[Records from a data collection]
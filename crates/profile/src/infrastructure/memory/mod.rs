// crates/profile/src/infrastructure/memory/mod.rs

mod memory_social_store;
mod social_state;

pub use memory_social_store::MemorySocialStore;
pub use social_state::SocialState;
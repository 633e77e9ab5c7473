// crates/profile/src/application/get_follow_state/get_follow_state_use_case.rs

use std::sync::Arc;
use crate::application::get_follow_state::GetFollowStateQuery;
use crate::domain::errors::{FollowError, FollowResult};
use crate::domain::repositories::FollowRepository;
use crate::domain::value_objects::FollowState;

pub struct GetFollowStateUseCase {
    follow_repo: Arc<dyn FollowRepository>,
}

impl GetFollowStateUseCase {
    pub fn new(follow_repo: Arc<dyn FollowRepository>) -> Self {
        Self { follow_repo }
    }

    /// Lecture simple, sans lien atomique avec une bascule ultérieure.
    pub async fn execute(&self, query: GetFollowStateQuery) -> FollowResult<FollowState> {
        let viewer_id = query.viewer_id.ok_or(FollowError::NotAuthenticated)?;

        // Aucune arête réflexive ne peut exister : pas de lecture
        if viewer_id == query.target_id {
            return Ok(FollowState::NotFollowing);
        }

        let exists = self.follow_repo.exists(&viewer_id, &query.target_id).await?;
        Ok(FollowState::from(exists))
    }
}
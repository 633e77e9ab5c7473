// crates/profile/src/application/get_follow_state/get_follow_state_use_case_test.rs

#[cfg(test)]
mod tests {
    use std::sync::Arc;
    use std::sync::atomic::{AtomicU32, Ordering};
    use async_trait::async_trait;
    use shared_kernel::domain::transaction::Transaction;
    use shared_kernel::domain::value_objects::AccountId;
    use shared_kernel::errors::{DomainError, Result};

    use crate::application::get_follow_state::{GetFollowStateQuery, GetFollowStateUseCase};
    use crate::domain::entities::FollowEdge;
    use crate::domain::errors::FollowError;
    use crate::domain::repositories::FollowRepository;
    use crate::domain::value_objects::FollowState;

    /// Répond `edge` et compte les lectures
    #[derive(Default)]
    struct FollowRepositoryStub {
        edge: bool,
        fail: bool,
        reads: AtomicU32,
    }

    #[async_trait]
    impl FollowRepository for FollowRepositoryStub {
        async fn exists(&self, _: &AccountId, _: &AccountId) -> Result<bool> {
            self.reads.fetch_add(1, Ordering::SeqCst);
            if self.fail {
                return Err(DomainError::Infrastructure("offline".into()));
            }
            Ok(self.edge)
        }
        async fn insert_edge(&self, _: &mut dyn Transaction, _: &FollowEdge) -> Result<()> {
            unreachable!("read-only use case")
        }
        async fn delete_edge(&self, _: &mut dyn Transaction, _: &AccountId, _: &AccountId) -> Result<()> {
            unreachable!("read-only use case")
        }
    }

    fn query(viewer: Option<AccountId>, target: AccountId) -> GetFollowStateQuery {
        GetFollowStateQuery { viewer_id: viewer, target_id: target }
    }

    #[tokio::test]
    async fn test_edge_presence_maps_to_state() {
        let following = GetFollowStateUseCase::new(Arc::new(FollowRepositoryStub { edge: true, ..Default::default() }));
        let not_following = GetFollowStateUseCase::new(Arc::new(FollowRepositoryStub::default()));

        let q = query(Some(AccountId::new()), AccountId::new());

        assert_eq!(following.execute(q).await, Ok(FollowState::Following));
        assert_eq!(not_following.execute(q).await, Ok(FollowState::NotFollowing));
    }

    #[tokio::test]
    async fn test_self_is_not_following_without_read() {
        // Arrange
        let repo = Arc::new(FollowRepositoryStub { edge: true, ..Default::default() });
        let use_case = GetFollowStateUseCase::new(repo.clone());
        let me = AccountId::new();

        // Act
        let result = use_case.execute(query(Some(me), me)).await;

        // Assert
        assert_eq!(result, Ok(FollowState::NotFollowing));
        assert_eq!(repo.reads.load(Ordering::SeqCst), 0);
    }

    #[tokio::test]
    async fn test_requires_authenticated_viewer() {
        let use_case = GetFollowStateUseCase::new(Arc::new(FollowRepositoryStub::default()));

        let result = use_case.execute(query(None, AccountId::new())).await;

        assert_eq!(result, Err(FollowError::NotAuthenticated));
    }

    #[tokio::test]
    async fn test_read_failure_is_persistence_error() {
        let use_case = GetFollowStateUseCase::new(Arc::new(FollowRepositoryStub { fail: true, ..Default::default() }));

        let result = use_case.execute(query(Some(AccountId::new()), AccountId::new())).await;

        assert!(matches!(result, Err(FollowError::Persistence(DomainError::Infrastructure(_)))));
    }
}
// crates/profile/src/domain/entities/profile.rs

use chrono::{DateTime, Utc};
use serde::{Deserialize, Serialize};
use shared_kernel::domain::entities::{AggregateMetadata, AggregateRoot, EntityMetadata};
use shared_kernel::domain::value_objects::{AccountId, Url};

use crate::domain::builders::ProfileBuilder;
use crate::domain::value_objects::{Bio, DisplayName, Handle, ProfileStats};

#[derive(Serialize, Deserialize, Debug, Clone, PartialEq)]
pub struct Profile {
    account_id: AccountId,
    display_name: DisplayName,
    handle: Handle,
    bio: Option<Bio>,
    avatar_url: Option<Url>,
    stats: ProfileStats,
    created_at: DateTime<Utc>,
    updated_at: DateTime<Utc>,
    metadata: AggregateMetadata,
    // Une session d'édition ne consomme qu'une version
    #[serde(skip)]
    has_changes: bool,
}

impl Profile {
    pub fn builder(account_id: AccountId, display_name: DisplayName, handle: Handle) -> ProfileBuilder {
        ProfileBuilder::new(account_id, display_name, handle)
    }

    #[allow(clippy::too_many_arguments)]
    pub(crate) fn restore(
        account_id: AccountId,
        display_name: DisplayName,
        handle: Handle,
        bio: Option<Bio>,
        avatar_url: Option<Url>,
        stats: ProfileStats,
        version: i64,
        created_at: DateTime<Utc>,
        updated_at: DateTime<Utc>,
    ) -> Self {
        Self {
            account_id,
            display_name,
            handle,
            bio,
            avatar_url,
            stats,
            created_at,
            updated_at,
            metadata: AggregateMetadata::restore(version),
            has_changes: false,
        }
    }

    // --- Getters ---

    pub fn account_id(&self) -> AccountId { self.account_id }
    pub fn display_name(&self) -> &DisplayName { &self.display_name }
    pub fn handle(&self) -> &Handle { &self.handle }
    pub fn bio(&self) -> Option<&Bio> { self.bio.as_ref() }
    pub fn avatar_url(&self) -> Option<&Url> { self.avatar_url.as_ref() }
    pub fn stats(&self) -> ProfileStats { self.stats }
    pub fn created_at(&self) -> DateTime<Utc> { self.created_at }
    pub fn updated_at(&self) -> DateTime<Utc> { self.updated_at }

    /// Vrai si une mutation d'identité attend d'être sauvegardée
    pub fn has_changes(&self) -> bool {
        self.has_changes
    }

    // --- Mutations d'identité ---

    pub fn update_display_name(&mut self, new_display_name: DisplayName) -> bool {
        if self.display_name == new_display_name {
            return false;
        }
        self.display_name = new_display_name;
        self.apply_change();
        true
    }

    /// Changement critique : l'unicité est vérifiée par le store au commit
    pub fn update_handle(&mut self, new_handle: Handle) -> bool {
        if self.handle == new_handle {
            return false;
        }
        self.handle = new_handle;
        self.apply_change();
        true
    }

    pub fn update_bio(&mut self, new_bio: Option<Bio>) -> bool {
        if self.bio == new_bio {
            return false;
        }
        self.bio = new_bio;
        self.apply_change();
        true
    }

    pub fn update_avatar(&mut self, new_avatar_url: Option<Url>) -> bool {
        if self.avatar_url == new_avatar_url {
            return false;
        }
        self.avatar_url = new_avatar_url;
        self.apply_change();
        true
    }

    /// Les compteurs lus sont rattachés après coup par les adapters
    pub(crate) fn with_stats(mut self, stats: ProfileStats) -> Self {
        self.stats = stats;
        self
    }

    /// Appelé une fois l'identité sauvegardée
    pub(crate) fn mark_persisted(&mut self) {
        self.has_changes = false;
    }

    fn apply_change(&mut self) {
        if !self.has_changes {
            self.increment_version();
            self.has_changes = true;
        }
        self.updated_at = Utc::now();
    }
}

impl EntityMetadata for Profile {
    fn entity_name() -> &'static str { "Profile" }

    fn map_constraint_to_field(constraint: &str) -> &'static str {
        match constraint {
            "profiles_handle_key" => "handle",
            "profiles_pkey" => "account_id",
            _ => "unique_constraint",
        }
    }
}

impl AggregateRoot for Profile {
    fn id(&self) -> String { self.account_id.to_string() }
    fn metadata(&self) -> &AggregateMetadata { &self.metadata }
    fn metadata_mut(&mut self) -> &mut AggregateMetadata { &mut self.metadata }
}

Exercise requirements: When the line with "pub use memory_social_store::MemorySocialStore;" is reached in the data above, begin copying, and stop after the line with "une bascule ultérieure."; copy each line exactly, both ends included.

Output:
pub use memory_social_store::MemorySocialStore;
pub use social_state::SocialState;
repository 633e77e9ab5c7473
// crates/profile/src/application/get_follow_state/get_follow_state_use_case.rs

use std::sync::Arc;
use crate::application::get_follow_state::GetFollowStateQuery;
use crate::domain::errors::{FollowError, FollowResult};
use crate::domain::repositories::FollowRepository;
use crate::domain::value_objects::FollowState;

pub struct GetFollowStateUseCase {
    follow_repo: Arc<dyn FollowRepository>,
}

impl GetFollowStateUseCase {
    pub fn new(follow_repo: Arc<dyn FollowRepository>) -> Self {
        Self { follow_repo }
    }

    /// Lecture simple, sans lien atomique avec une bascule ultérieure.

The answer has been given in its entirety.